3. Number of experts used to establish the ground truth for the test set and the qualifications of those experts
- This question is not applicable in the context of this immunoassay. The "ground truth" for an immunoassay is typically established by a reference method assay, which is itself a laboratory test, not human expert consensus on an image or clinical observation.
4. Adjudication method for the test set
- Not applicable. The "ground truth" is a measurement from a reference assay, not a subjective interpretation requiring adjudication.
5. If a multi-reader multi-case (MRMC) comparative effectiveness study was done, if so, what was the effect size of how much human readers improve with AI vs without AI assistance
- No. This is an automated immunoassay, not an AI-powered diagnostic imaging or decision support tool that uses human readers.
6. If a standalone (i.e. algorithm only without human-in-the-loop performance) was done
- Yes, in a sense. The performance data (sensitivity, accuracy, precision) describes the standalone performance of the ACS LH2 immunoassay system without human interpretation affecting the measurement itself. A human will interpret the final numerical result, but the device's performance characteristics are measured intrinsically.
7. The type of ground truth used
- Reference Method Assay: The accuracy was determined by comparing the ACS LH2 assay results to a "reference method assay" for LH. The specific nature of this reference method is not detailed but implies a well-established and validated laboratory procedure for LH quantification.
8. The sample size for the training set
- Not explicitly stated. For an immunoassay, "training set" doesn't strictly apply in the same way it does for machine learning models. Instead, the assay is developed and optimized using various reagents, calibrators, and internal validation samples. The 689 samples mentioned appear to be for validation/testing of the developed assay's performance rather than training a model.

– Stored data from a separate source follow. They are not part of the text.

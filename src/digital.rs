// src/digital.rs - Debounced boolean alarms
//
// Two confirmed states (inactive, active). Each state has one debounce delay
// guarding the move to the other: `set_delay` while inactive, `reset_delay`
// while active. The poll tick only decides whether to arm or cancel that
// delay; the engine's timer callback performs the confirmation.

use crate::signal::SignalRef;
use crate::timer::{PendingTimer, TimerId};
use serde::{Deserialize, Serialize};
use std::fmt;
use std::time::Duration;

/// Which input level triggers the alarm
#[derive(Debug, Clone, Copy, PartialEq, Eq, Serialize, Deserialize)]
#[serde(rename_all = "snake_case")]
pub enum Polarity {
    /// Alarm is triggered by the input going low
    ActiveLow,
    /// Alarm is triggered by the input going high
    ActiveHigh,
}

impl Polarity {
    /// Whether `input` is the triggering level
    pub fn is_triggered(self, input: bool) -> bool {
        match self {
            Polarity::ActiveHigh => input,
            Polarity::ActiveLow => !input,
        }
    }
}

/// What a poll tick wants done with the alarm's debounce timer
#[derive(Debug, Clone, Copy, PartialEq, Eq)]
pub enum DigitalAction {
    /// Nothing to do
    Hold,
    /// Start a delay that confirms `active = target` on expiry
    Arm { delay: Duration, target: bool },
    /// Input went back before the delay elapsed
    Cancel,
}

#[derive(Debug)]
struct PendingDelay {
    target: bool,
    timer: PendingTimer,
}

/// Debounced boolean alarm record
pub struct DigitalAlarm {
    name: String,
    pub(crate) enabled: bool,
    pub(crate) active: bool,
    signal: SignalRef<bool>,
    polarity: Polarity,
    set_delay: Duration,
    reset_delay: Duration,
    pending: Option<PendingDelay>,
}

impl DigitalAlarm {
    /// New enabled, inactive alarm
    pub fn new(
        name: impl Into<String>,
        signal: SignalRef<bool>,
        polarity: Polarity,
        set_delay: Duration,
        reset_delay: Duration,
    ) -> Self {
        Self {
            name: name.into(),
            enabled: true,
            active: false,
            signal,
            polarity,
            set_delay,
            reset_delay,
            pending: None,
        }
    }

    /// Builder-style initial enabled flag
    pub fn enabled(mut self, enabled: bool) -> Self {
        self.enabled = enabled;
        self
    }

    pub fn name(&self) -> &str {
        &self.name
    }

    pub fn is_enabled(&self) -> bool {
        self.enabled
    }

    pub fn is_active(&self) -> bool {
        self.active
    }

    pub fn polarity(&self) -> Polarity {
        self.polarity
    }

    pub fn set_delay(&self) -> Duration {
        self.set_delay
    }

    pub fn reset_delay(&self) -> Duration {
        self.reset_delay
    }

    pub fn has_pending(&self) -> bool {
        self.pending.is_some()
    }

    /// State the running delay would confirm, if any
    pub fn pending_target(&self) -> Option<bool> {
        self.pending.as_ref().map(|p| p.target)
    }

    /// Whether the signal currently sits at the triggering level
    pub fn triggered(&self) -> bool {
        self.polarity.is_triggered(self.signal.read())
    }

    /// One poll-tick evaluation against the current signal value
    ///
    /// A running delay towards the other state (left over from a manual
    /// reset) counts as absent and is replaced.
    pub fn evaluate(&self) -> DigitalAction {
        let trigger = self.triggered();
        if trigger == self.active {
            // input returned to the confirmed condition before the delay elapsed
            return match self.pending {
                Some(_) => DigitalAction::Cancel,
                None => DigitalAction::Hold,
            };
        }
        match self.pending_target() {
            Some(target) if target == trigger => DigitalAction::Hold,
            _ => DigitalAction::Arm {
                delay: if trigger { self.set_delay } else { self.reset_delay },
                target: trigger,
            },
        }
    }

    pub(crate) fn start_pending(&mut self, target: bool, timer: PendingTimer) {
        self.cancel_pending();
        self.pending = Some(PendingDelay { target, timer });
    }

    pub(crate) fn cancel_pending(&mut self) {
        if let Some(pending) = self.pending.take() {
            pending.timer.cancel();
        }
    }

    /// Consume the pending timer if `id` is the one currently armed,
    /// returning the state it confirms
    pub(crate) fn take_pending(&mut self, id: TimerId) -> Option<bool> {
        match &self.pending {
            Some(pending) if pending.timer.id() == id => {
                let target = pending.target;
                self.pending = None;
                Some(target)
            }
            _ => None,
        }
    }

    /// Apply a confirmed transition, returning whether the state changed
    pub(crate) fn confirm(&mut self, target: bool) -> bool {
        let changed = self.active != target;
        self.active = target;
        changed
    }

    /// Disable and clear without notification
    pub(crate) fn disable(&mut self) {
        self.cancel_pending();
        self.enabled = false;
        self.active = false;
    }
}

impl fmt::Debug for DigitalAlarm {
    fn fmt(&self, f: &mut fmt::Formatter<'_>) -> fmt::Result {
        f.debug_struct("DigitalAlarm")
            .field("name", &self.name)
            .field("enabled", &self.enabled)
            .field("active", &self.active)
            .field("polarity", &self.polarity)
            .field("set_delay", &self.set_delay)
            .field("reset_delay", &self.reset_delay)
            .field("pending", &self.pending_target())
            .finish()
    }
}

impl Drop for DigitalAlarm {
    fn drop(&mut self) {
        self.cancel_pending();
    }
}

9. How the ground truth for the training set was established
- Not applicable in the AI/ML context. For an immunoassay, development and optimization involve extensive analytical testing to ensure reagent stability, calibration linearity, matrix effects, etc., which is a different process than establishing "ground truth" for a training set in AI/ML.
§ 862.1485 Luteinizing hormone test system.
(a)
Identification. A luteinizing hormone test system is a device intended to measure luteinizing hormone in serum and urine. Luteinizing hormone measurements are used in the diagnosis and treatment of gonadal dysfunction.(b)
Classification. Class I (general controls). The device is exempt from the premarket notification procedures in subpart E of part 807 of this chapter subject to § 862.9.